EGD: Another way to decrease dose, besides the stress-only protocol, is by using new, state-of-the-art equipment that is available only recently. These cameras are more sensitive, counting radiation much faster than standard cameras. By using this new equipment, patient radiation dose can easily be decreased to 5 millisieverts, or even less, with excellent quality myocardial perfusion images. But such new equipment is very expensive. Unfortunately, with decreasing reimbursement, not many departments can afford it.

An alternative is to implement low-count density software, now available from all of the nuclear camera vendors and also from UltraSPECT Ltd., which sells software that can be interfaced to old and new cameras from all vendors. Software methods have been developed that provide maintained or even improved image quality despite only one half or even one quarter the counting statistics. Therefore, instead of a patient dose of 11 millisieverts, the dose is only 5-6 millisieverts. This is a less expensive solution, about 20-30 thousand dollars, compared to the purchase of a new camera

DMN: What do you anticipate most labs will do?

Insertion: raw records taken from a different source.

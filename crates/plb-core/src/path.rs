// Colon-delimited key paths, e.g. `NSNavPanel:Expanded` or `:Window\:Main:Frame`.
// A colon directly after a backslash is part of the segment, and the
// backslash is kept as-is.
use std::convert::Infallible;
use std::fmt;
use std::str::FromStr;

/// Split a raw path expression into its segments.
///
/// Leading colons are ignored. Never fails: the empty string yields a single
/// empty segment and stray backslashes stay in place.
pub fn resolve(raw: &str) -> Vec<String> {
    let trimmed = raw.trim_start_matches(':');
    let mut out = Vec::new();
    let mut cur = String::new();
    let mut prev = None;
    for ch in trimmed.chars() {
        if ch == ':' && prev != Some('\\') {
            out.push(std::mem::take(&mut cur));
        } else {
            cur.push(ch);
        }
        prev = Some(ch);
    }
    out.push(cur);
    out
}

/// A resolved key path. Always holds at least one segment.
#[derive(Debug, Clone, PartialEq, Eq, Hash)]
pub struct Path {
    segments: Vec<String>,
}

impl Path {
    pub fn parse(raw: &str) -> Self {
        Self {
            segments: resolve(raw),
        }
    }

    pub fn segments(&self) -> &[String] {
        &self.segments
    }

    /// Intermediate segments and the final key.
    pub fn split_last(&self) -> (&[String], &str) {
        match self.segments.split_last() {
            Some((last, parents)) => (parents, last.as_str()),
            None => (&[], ""),
        }
    }
}

impl FromStr for Path {
    type Err = Infallible;

    fn from_str(s: &str) -> Result<Self, Self::Err> {
        Ok(Path::parse(s))
    }
}

impl From<&str> for Path {
    fn from(s: &str) -> Self {
        Path::parse(s)
    }
}

impl From<&String> for Path {
    fn from(s: &String) -> Self {
        Path::parse(s)
    }
}

impl From<&Path> for Path {
    fn from(p: &Path) -> Self {
        p.clone()
    }
}

impl fmt::Display for Path {
    fn fmt(&self, f: &mut fmt::Formatter<'_>) -> fmt::Result {
        f.write_str(&self.segments.join(":"))
    }
}

#[cfg(test)]
mod tests {
    use super::*;

    #[test]
    fn splits_on_colons() {
        assert_eq!(resolve("server:port"), ["server", "port"]);
        assert_eq!(resolve("single"), ["single"]);
    }

    #[test]
    fn escaped_colon_is_not_a_separator() {
        assert_eq!(resolve("a\\:b:c"), ["a\\:b", "c"]);
        assert_eq!(resolve("a\\\\:b"), ["a\\\\:b"]);
    }

    #[test]
    fn leading_colons_are_stripped() {
        assert_eq!(resolve(":a:b"), ["a", "b"]);
        assert_eq!(resolve(":::a"), ["a"]);
        assert_eq!(resolve(":::"), [""]);
    }

    #[test]
    fn degenerate_inputs() {
        assert_eq!(resolve(""), [""]);
        assert_eq!(resolve("a::b"), ["a", "", "b"]);
        assert_eq!(resolve("a:"), ["a", ""]);
        assert_eq!(resolve("trail\\"), ["trail\\"]);
    }

    #[test]
    fn display_rejoins_segments() {
        let p = Path::parse(":x\\:y:z");
        assert_eq!(p.to_string(), "x\\:y:z");
        assert_eq!(Path::parse(&p.to_string()), p);
        let (parents, last) = p.split_last();
        assert_eq!(parents, ["x\\:y"]);
        assert_eq!(last, "z");
    }
}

EGD: Most people will probably adopt software solutions. In our lab, we use either stress-only testing or, additionally, UltraSPECT software and routinely afford our patients radiation doses of 5-7 millisieverts. So this puts us well within the ASNC guidelines.

One of the latest studies conducted at our lab showed the difference between the level of radiation exposure vs. a lab without any low-dose technique. We compared 257 patients with the use of full-dose protocol, and our 205 patients using a half-dose protocol, using Wide Beam Reconstruction (WBR™) algorithm-based Xpress.Cardiac™ software from UltraSPECT. Evaluation of the results showed an impressively high number, 77 percent of studies performed with the half dose protocol were below 9mSv while in the other site none of the studies were below 9mSv. Most of the latter were in the range of 12-13 mSv.

DMN: How could dose reduction eventually be tied to reimbursement?

EGD: Right now dose reduction is just a guideline, or a recommendation, but ultimately, with value-based imaging and PQRS requirements, reimbursement from the Centers for Medicare and Medicaid Services and other third party carriers will be tied to quality. One of those quality metrics will certainly be patient radiation dose. So as these value-based parameters are implemented, labs will very likely be rewarded for lowering dose and penalized for exceeding recommended dose guidelines.